The algorithm is based on the well-known technique of [1]_ and has
been modified to account for special cases. See [2]_ for details
which have been implemented since LAPACK v3.5.0. Before this version
there are corner cases where balancing can actually worsen the
conditioning. See [3]_ for such examples.
The code is a wrapper around LAPACK's xGEBAL routine family for matrix
balancing.
.. versionadded:: 0.19.0
Examples
--------
>>> from scipy import linalg
>>> x = np.array([[1,2,0], [9,1,0.01], [1,2,10*np.pi]])
>>> y, permscale = linalg.matrix_balance(x)

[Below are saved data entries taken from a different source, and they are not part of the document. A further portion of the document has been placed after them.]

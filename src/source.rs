use crate::error::FetchError;
use crate::metrics::{DynamicMetrics, StaticInfo};
use serde::de::DeserializeOwned;
use std::future::Future;
use std::sync::Arc;
use std::time::Duration;
use tracing::debug;

pub const DYNAMIC_PATH: &str = "/api/dynamic";
pub const STATIC_REFRESH_PATH: &str = "/api/static/refresh";

/// Where metric snapshots come from.
pub trait MetricsSource: Send + Sync {
    fn fetch_dynamic(&self) -> impl Future<Output = Result<DynamicMetrics, FetchError>> + Send;

    /// Asks the server to re-read slow-changing host facts.
    fn refresh_static(&self) -> impl Future<Output = Result<StaticInfo, FetchError>> + Send;
}

impl<T: MetricsSource> MetricsSource for Arc<T> {
    fn fetch_dynamic(&self) -> impl Future<Output = Result<DynamicMetrics, FetchError>> + Send {
        (**self).fetch_dynamic()
    }

    fn refresh_static(&self) -> impl Future<Output = Result<StaticInfo, FetchError>> + Send {
        (**self).refresh_static()
    }
}

/// Metrics server reached over HTTP.
#[derive(Clone, Debug)]
pub struct HttpMetricsSource {
    client: reqwest::Client,
    dynamic_url: String,
    static_url: String,
}

impl HttpMetricsSource {
    pub fn new(endpoint: &str, timeout: Duration) -> Result<Self, FetchError> {
        let client = reqwest::Client::builder()
            .timeout(timeout)
            .user_agent(concat!("telemetry_dashboard/", env!("CARGO_PKG_VERSION")))
            .build()?;
        Ok(Self::from_reqwest(endpoint, client))
    }

    pub fn from_reqwest(endpoint: &str, client: reqwest::Client) -> Self {
        let base = endpoint.trim_end_matches('/');
        Self {
            client,
            dynamic_url: format!("{base}{DYNAMIC_PATH}"),
            static_url: format!("{base}{STATIC_REFRESH_PATH}"),
        }
    }

    async fn get_json<T: DeserializeOwned>(&self, url: &str) -> Result<T, FetchError> {
        let resp = self.client.get(url).send().await?;
        let status = resp.status();
        if !status.is_success() {
            return Err(FetchError::Status {
                status: status.as_u16(),
                url: url.to_string(),
            });
        }
        let body = resp.bytes().await?;
        debug!("GET {} -> {} bytes", url, body.len());
        Ok(serde_json::from_slice(&body)?)
    }
}

impl MetricsSource for HttpMetricsSource {
    async fn fetch_dynamic(&self) -> Result<DynamicMetrics, FetchError> {
        self.get_json(&self.dynamic_url).await
    }

    async fn refresh_static(&self) -> Result<StaticInfo, FetchError> {
        self.get_json(&self.static_url).await
    }
}

#[cfg(test)]
mod tests {
    use super::*;

    #[test]
    fn joins_endpoint_paths() {
        let src = HttpMetricsSource::from_reqwest("http://host:5000/", reqwest::Client::new());
        assert_eq!(src.dynamic_url, "http://host:5000/api/dynamic");
        assert_eq!(src.static_url, "http://host:5000/api/static/refresh");
    }
}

>>> np.abs(x).sum(axis=0) / np.abs(x).sum(axis=1)
array([ 3.66666667, 0.4995005 , 0.91312162])
>>> np.abs(y).sum(axis=0) / np.abs(y).sum(axis=1)
array([ 1.2 , 1.27041742, 0.92658316]) # may vary
>>> permscale # only powers of 2 (0.5 == 2^(-1))
array([[ 0.5, 0. , 0. ], # may vary
[ 0. , 1. , 0. ],
[ 0. , 0. , 1. ]])
References
----------
.. [1] : B.N. Parlett and C. Reinsch, "Balancing a Matrix for
Calculation of Eigenvalues and Eigenvectors", Numerische Mathematik,
Vol.13(4), 1969, :doi:`10.1007/BF02165404`
.. [2] : R. James, J. Langou, B.R. Lowery, "On matrix balancing and
eigenvector computation", 2014, :arxiv:`1401.5766`
.. [3] : D.S. Watkins. A case where balancing is harmful.
Electron. Trans. Numer. Anal, Vol.23, 2006.